In a cosmic detective story of interstellar proportions, astronomers sifting through faint signatures in the halo of stars surrounding the Andromeda galaxy are unearthing a 10-billion-year history of galactic cannibalism.
Andromeda is the closest large galaxy to our own, often viewed as the Milky Way’s twin. That makes it a convenient place for trying to understand the history of galaxies like our own, which is harder to study because we are inside it.
In particular, says Dougal Mackey, an astronomer at Australian National University, Canberra, that makes it a good place to look to see how galaxies grow and evolve, often by “eating” other, smaller galaxies.
If dwarf galaxies come to close to large ones like Andromeda, Mackey says, “tidal forces from the larger system shred them [and] pull them apart [until] their mass gets assimilated”.
But these galactic feeding frenzies leave clues: remnants of destroyed galaxies that build up in a “halo” around the main galaxy.
“It’s been known for 10 to 15 years that Andromeda has a vigorous history of accumulating and destroying its neighbours,” Mackey says. In fact, he says, “It seems to have a much more intense history of that than the Milky Way.”
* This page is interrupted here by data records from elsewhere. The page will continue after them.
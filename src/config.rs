//! Encoder tuning knobs.

use crate::{X3Error, X3Result};

/// Forward window scanned by the match finder, in bytes.
pub const DEFAULT_FORWARD_WINDOW: usize = 8 * 1024;
/// Repeat count threshold the match finder starts from.
pub const DEFAULT_MAX_MATCH_COUNT: u32 = 15;
/// Worker threads for the match finder.
pub const DEFAULT_NUM_THREADS: usize = 1;

/// Settings that shape compression. Decompression needs none of them.
#[derive(Debug, Clone, PartialEq, Eq)]
pub struct Config {
    /// Bytes ahead of the cursor the match finder looks at.
    pub forward_window: usize,
    /// Highest repeat count a span is tested against.
    pub max_match_count: u32,
    /// Threads for the match finder; never changes the output.
    pub num_threads: usize,
}

impl Default for Config {
    fn default() -> Self {
        Self {
            forward_window: DEFAULT_FORWARD_WINDOW,
            max_match_count: DEFAULT_MAX_MATCH_COUNT,
            num_threads: DEFAULT_NUM_THREADS,
        }
    }
}

impl Config {
    /// Sets the forward window in bytes.
    pub fn with_forward_window(mut self, bytes: usize) -> Self {
        self.forward_window = bytes;
        self
    }

    /// Sets the forward window in KiB.
    pub fn with_forward_window_kib(self, kib: usize) -> Self {
        self.with_forward_window(kib.saturating_mul(1024))
    }

    /// Sets the repeat count threshold.
    pub fn with_max_match_count(mut self, count: u32) -> Self {
        self.max_match_count = count;
        self
    }

    /// Sets the match finder thread count.
    pub fn with_num_threads(mut self, threads: usize) -> Self {
        self.num_threads = threads;
        self
    }

    /// Rejects settings the match finder cannot work with.
    pub fn validate(&self) -> X3Result<()> {
        if self.forward_window == 0 {
            return Err(X3Error::ConfigError("forward window must not be empty"));
        }
        if self.num_threads == 0 {
            return Err(X3Error::ConfigError("at least one thread is required"));
        }
        Ok(())
    }
}

#[cfg(test)]
mod tests {
    use super::*;

    #[test]
    fn builder_and_validation() {
        let cfg = Config::default()
            .with_forward_window_kib(64)
            .with_max_match_count(3)
            .with_num_threads(4);
        assert_eq!(cfg.forward_window, 65536);
        assert!(cfg.validate().is_ok());

        assert!(matches!(
            Config::default().with_forward_window(0).validate(),
            Err(X3Error::ConfigError(_))
        ));
        assert!(Config::default().with_num_threads(0).validate().is_err());
    }
}
impl<B: Backend> Tables<B> {
    fn new() -> Self {
        let pairs = TagPairIndex::new();
        Self {
            ctx0: (0..pairs.capacity()).map(|_| fresh_context::<B>()).collect(),
            ctx1: Vec::new(),
            ctx2: (0..CTX2_SIZE).map(|_| fresh_context::<B>()).collect(),
            ctx3: (0..CTX3_SIZE).map(|_| fresh_context::<B>()).collect(),
            dict: Dictionary::new(),
            pairs,
            events: B::model(Stream::Event, Event::COUNT),
            lengths: B::model(Stream::Length, MAX_MATCH_LEN),
            literals: B::model(Stream::Literal, 256),
            index: B::model(Stream::Index, 0),
            delta: B::model(Stream::Delta, 0),
        }
    }

    /// Unknown pairs share slot 0.
    fn ctx0_slot(&self, h: &History) -> usize {
        self.pairs.query(h.prev_tag, h.tag).unwrap_or(0)
    }

    /// Context a context event is coded in.
    fn context(&self, h: &History, event: Event) -> Option<&Context<B::Model>> {
        match event {
            Event::Ctx0 => self.ctx0.get(self.ctx0_slot(h)),
            Event::Ctx1 => self.ctx1.get(h.tag),
            Event::Ctx2 => self.ctx2.get(h.bytes),
            Event::Ctx3 => self.ctx3.get(h.bytes & 0xFF),
            _ => None,
        }
    }

    /// Records that `tag`, at dictionary position `index`, was named through
    /// `event`. Every context learns the tag, whichever one carried it.
    fn observe_hit(&mut self, h: &History, event: Event, tag: usize, index: usize) {
        self.events.update(event.symbol());
        match (event, h.prev_index) {
            (Event::Index, _) => self.index.update(index),
            (Event::IndexDelta, Some(prev)) => self.delta.update(index - prev),
            _ => {}
        }

        let slot = self.ctx0_slot(h);
        self.ctx0[slot].observe(tag);
        self.ctx1[h.tag].observe(tag);
        self.ctx2[h.bytes].observe(tag);
        self.ctx3[h.bytes & 0xFF].observe(tag);

        // (tag, next) selects ctx0 on the next step
        if self.pairs.query(h.tag, tag).is_none() {
            if !self.pairs.can_add() {
                self.pairs.enlarge();
                let capacity = self.pairs.capacity();
                self.ctx0.resize_with(capacity, fresh_context::<B>);
            }
            self.pairs.add(h.tag, tag);
        }
    }

    /// Records a literal run and admits it to the dictionary. Literal bytes
    /// themselves are learned while they are coded.
    fn observe_literal(&mut self, span: &[u8], position: usize) -> usize {
        self.events.update(Event::Literal.symbol());
        self.lengths.update(span.len() - 1);

        let tag = self.dict.insert(span, position);
        self.ctx1.push(fresh_context::<B>());
        self.index.enlarge();
        self.delta.enlarge();
        debug_assert_eq!(self.ctx1.len(), self.dict.len());
        tag
    }
}

/// The cheapest way found to name a dictionary entry.
#[derive(Debug, Clone, Copy)]
struct Choice {
    event: Event,
    payload: usize,
    bits: f64,
}

/// One compression or decompression session.
///
/// State is rebuilt at the start of every call, so an engine can be reused;
/// separate engines share nothing.
pub struct Engine<B: Backend = Arithmetic> {
    config: Config,
    finder: MatchFinder,
    tables: Tables<B>,
    history: History,
    stats: Stats,
}

impl<B: Backend> Engine<B> {
    /// Engine tuned by `config`.
    pub fn new(config: Config) -> X3Result<Self> {
        let finder = MatchFinder::new(&config)?;
        Ok(Self {
            config,
            finder,
            tables: Tables::new(),
            history: History::default(),
            stats: Stats::default(),
        })
    }

    /// Active configuration.
    pub fn config(&self) -> &Config {
        &self.config
    }

    /// Counters of the last run.
    pub fn stats(&self) -> &Stats {
        &self.stats
    }

    fn reset(&mut self) {
        self.tables = Tables::new();
        self.history = History::default();
        self.stats = Stats::default();
    }

    fn choose(&self, tag: usize, index: usize) -> Choice {
        let t = &self.tables;
        let h = &self.history;
        let mut best = Choice {
            event: Event::Index,
            payload: index,
            bits: f64::INFINITY,
        };
        let mut consider = |event: Event, payload: usize, bits: f64| {
            if bits < best.bits {
                best = Choice {
                    event,
                    payload,
                    bits,
                };
            }
        };

        for event in [Event::Ctx0, Event::Ctx1, Event::Ctx2, Event::Ctx3] {
            let Some(ctx) = t.context(h, event) else {
                continue;
            };
            if let Some(rank) = ctx.rank_of(tag) {
                consider(event, rank, t.events.cost(event.symbol()) + ctx.cost(rank));
            }
        }
        consider(
            Event::Index,
            index,
            t.events.cost(Event::Index.symbol()) + t.index.cost(index),
        );
        if let Some(prev) = h.prev_index.filter(|&prev| index >= prev) {
            let delta = index - prev;
            consider(
                Event::IndexDelta,
                delta,
                t.events.cost(Event::IndexDelta.symbol()) + t.delta.cost(delta),
            );
        }
        best
    }

    /// Shared tail of a hit: learn, move the cursor, re-rank.
    fn commit_hit(&mut self, event: Event, tag: usize, index: usize, start: usize, data: &[u8]) {
        self.tables.observe_hit(&self.history, event, tag, index);
        self.tables.dict.touch(tag, start);
        self.history.after_hit(tag, index);

        let end = start + self.tables.dict.get(tag).len();
        self.history.refresh_bytes(&data[..end]);
        self.tables.dict.update_costs(end);
        self.stats.events[event.symbol()] += 1;
    }

    /// Shared tail of a literal run.
    fn commit_literal(&mut self, start: usize, len: usize, data: &[u8]) {
        let end = start + len;
        self.tables.observe_literal(&data[start..end], start);
        self.history.after_literal();
        self.history.refresh_bytes(&data[..end]);
        self.tables.dict.update_costs(end);
        self.stats.events[Event::Literal.symbol()] += 1;
        self.stats.literal_bytes += len as u64;
    }

    fn finish_stats(&mut self, raw: usize, coded: usize) {
        self.stats.dictionary_entries = self.tables.dict.len();
        self.stats.tag_pairs = self.tables.pairs.len();
        self.stats.raw_bytes = raw;
        self.stats.coded_bytes = coded;
    }

    /// Compresses `input` into a self-terminating stream.
    pub fn compress(&mut self, input: &[u8]) -> X3Result<Vec<u8>> {
        self.reset();
        let mut enc = B::encoder();
        let mut p = 0;

        while p < input.len() {
            let best_len = self.finder.best_match(input, p);
            let hit = self
                .tables
                .dict
                .find_match(&input[p..])
                .filter(|&tag| self.tables.dict.get(tag).len() >= best_len);

            match hit {
                Some(tag) => {
                    let index = self.tables.dict.position_of(tag);
                    let choice = self.choose(tag, index);
                    trace!("{p}: {:?} tag {tag} payload {}", choice.event, choice.payload);

                    enc.encode(&self.tables.events, choice.event.symbol());
                    match choice.event {
                        Event::Index => enc.encode(&self.tables.index, choice.payload),
                        Event::IndexDelta => enc.encode(&self.tables.delta, choice.payload),
                        event => {
                            let ctx = self.tables.context(&self.history, event);
                            if let Some(ctx) = ctx.filter(|ctx| ctx.needs_rank()) {
                                enc.encode(ctx.model(), choice.payload);
                            }
                        }
                    }
                    self.stats.bits[choice.event.symbol()] += choice.bits;

                    let len = self.tables.dict.get(tag).len();
                    self.commit_hit(choice.event, tag, index, p, input);
                    p += len;
                }
                None => {
                    let len = best_len;
                    trace!("{p}: Literal len {len}");
                    let t = &mut self.tables;
                    let mut bits = t.events.cost(Event::Literal.symbol()) + t.lengths.cost(len - 1);
                    enc.encode(&t.events, Event::Literal.symbol());
                    enc.encode(&t.lengths, len - 1);
                    for &b in &input[p..p + len] {
                        bits += t.literals.cost(usize::from(b));
                        enc.encode(&t.literals, usize::from(b));
                        t.literals.update(usize::from(b));
                    }
                    self.stats.bits[Event::Literal.symbol()] += bits;

                    self.commit_literal(p, len, input);
                    p += len;
                }
            }
        }

        self.stats.bits[Event::Eof.symbol()] += self.tables.events.cost(Event::Eof.symbol());
        enc.encode(&self.tables.events, Event::Eof.symbol());
        self.stats.events[Event::Eof.symbol()] += 1;
        let out = enc.finish();

        self.finish_stats(input.len(), out.len());
        self.stats.log("compress", B::NAME);
        Ok(out)
    }

    /// Reconstructs the bytes a [`compress`](Self::compress) call produced.
    pub fn decompress(&mut self, input: &[u8]) -> X3Result<Vec<u8>> {
        self.reset();
        let mut dec = B::decoder(input);
        let mut out = Vec::new();

        loop {
            if dec.overrun() > MAX_OVERRUN_WORDS {
                return Err(X3Error::CorruptData);
            }
            let symbol = dec.decode(&self.tables.events)?;
            let event = Event::from_symbol(symbol).ok_or(X3Error::CorruptData)?;
            let start = out.len();

            match event {
                Event::Eof => break,
                Event::Literal => {
                    let t = &mut self.tables;
                    let len = dec.decode(&t.lengths)? + 1;
                    if len > MAX_MATCH_LEN {
                        return Err(X3Error::CorruptData);
                    }
                    for _ in 0..len {
                        let b = dec.decode(&t.literals)?;
                        let byte = u8::try_from(b).map_err(|_| X3Error::CorruptData)?;
                        t.literals.update(b);
                        out.push(byte);
                    }
                    if t.dict.contains(&out[start..]) {
                        return Err(X3Error::CorruptData);
                    }
                    trace!("{start}: Literal len {len}");
                    self.commit_literal(start, len, &out);
                }
                _ => {
                    let (tag, index) = self.decode_hit(&mut dec, event)?;
                    trace!("{start}: {event:?} tag {tag}");
                    out.extend_from_slice(self.tables.dict.get(tag).bytes());
                    self.commit_hit(event, tag, index, start, &out);
                }
            }
        }
        self.stats.events[Event::Eof.symbol()] += 1;

        self.finish_stats(out.len(), input.len());
        self.stats.log("decompress", B::NAME);
        Ok(out)
    }

    /// Payload of a hit event, resolved to `(tag, dictionary position)`.
    fn decode_hit(&self, dec: &mut B::Decoder, event: Event) -> X3Result<(usize, usize)> {
        let t = &self.tables;
        let tag = match event {
            Event::Index => {
                let index = dec.decode(&t.index)?;
                t.dict.tag_at(index).ok_or(X3Error::CorruptData)?
            }
            Event::IndexDelta => {
                let prev = self.history.prev_index.ok_or(X3Error::CorruptData)?;
                let index = prev
                    .checked_add(dec.decode(&t.delta)?)
                    .ok_or(X3Error::CorruptData)?;
                t.dict.tag_at(index).ok_or(X3Error::CorruptData)?
            }
            _ => {
                let ctx = t
                    .context(&self.history, event)
                    .filter(|ctx| !ctx.is_empty())
                    .ok_or(X3Error::CorruptData)?;
                let rank = if ctx.needs_rank() { dec.decode(ctx.model())? } else { 0 };
                ctx.tag_at(rank).ok_or(X3Error::CorruptData)?
            }
        };
        Ok((tag, t.dict.position_of(tag)))
    }
}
But even though Andromeda is nearby, by galactic standards, it’s still 2.5 million light-years away.
At that distance, Mackey says, “The problem is that the destroyed remains are extremely faint.”
But, he says, it turns out that some of these remnants are globular clusters—compact balls of thousands or hundreds of thousands of stars that are common parts of many galaxies. “They are quite bright,” Mackey says.
This allowed his team to use them as beacons, bright enough to allow the measurement of their motions as they orbited the Andromeda Galaxy as a whole, as published in the journal Nature.
Based on this, he says, his team found that many of them fell into stellar streams that were clearly the remnants of recently destroyed galaxies. “They had to have been destroyed fairly recently,” he says, “because we can still see the stretched-out streams.”
But others orbited differently, and appear to have originated from galaxies that were destroyed very long ago, perhaps as far back as 10 to 12 billion years ago.
“That tells us there were two main events that formed the halo of Andromeda,” Mackey says. “One occurred very long ago. The other must have happened relatively recently.”
Not that Andromeda couldn’t also have eaten innumerable smaller galaxies. ”We can’t trace them with galactic clusters, because they didn’t have any to begin with,” Mackey says.
In the future, he adds, it may be possible to use globular clusters to calculate the total mass of the Andromeda galaxy more accurately than the current best estimates, which make it roughly the same size as the Milky Way, with no clear indication which is larger.
That will help scientists better understand the future of our corner of the Universe, including not only how the Milky Way and Andromeda will interact with other, smaller, nearby by galaxies, but how they will eventually collide and merge, billions of years in the future.
“If we want to understand the future merger of the Milky Way and Andromeda, it’s easier if we have better mass estimates of the two protagonists,” Mackey says.
Allison Kirkpatrick, an astronomer at the University of Kansas, Lawrence, who was not part of the study team, calls the new paper “a sophisticated analysis in stellar archaeology,” a type of study that is important for galactic evolution models, “since we think most of the stellar mass in galaxies comes from mergers with smaller galaxies”.
Paul Mason, an astrophysicist at New Mexico State University, Las Cruces, adds that the study shows galactic evolution is an ongoing matter, not just something that occurred early in the history of the Universe.
In fact, he says, it is becoming increasingly clear that the future will involve Andromeda’s merger not only with several additional small galaxies, but also the Milky Way, a process in which our “Local Group” of galaxies will evolve into smaller and smaller numbers of increasingly large galaxies until, “finally” it will become “a single mega-galaxy.”
Beyond that? “After roughly 100 billion years,” he says, “we will fall into the heart of the Virgo Supercluster,” which includes dozens of galactic clusters similar to our own Local Group.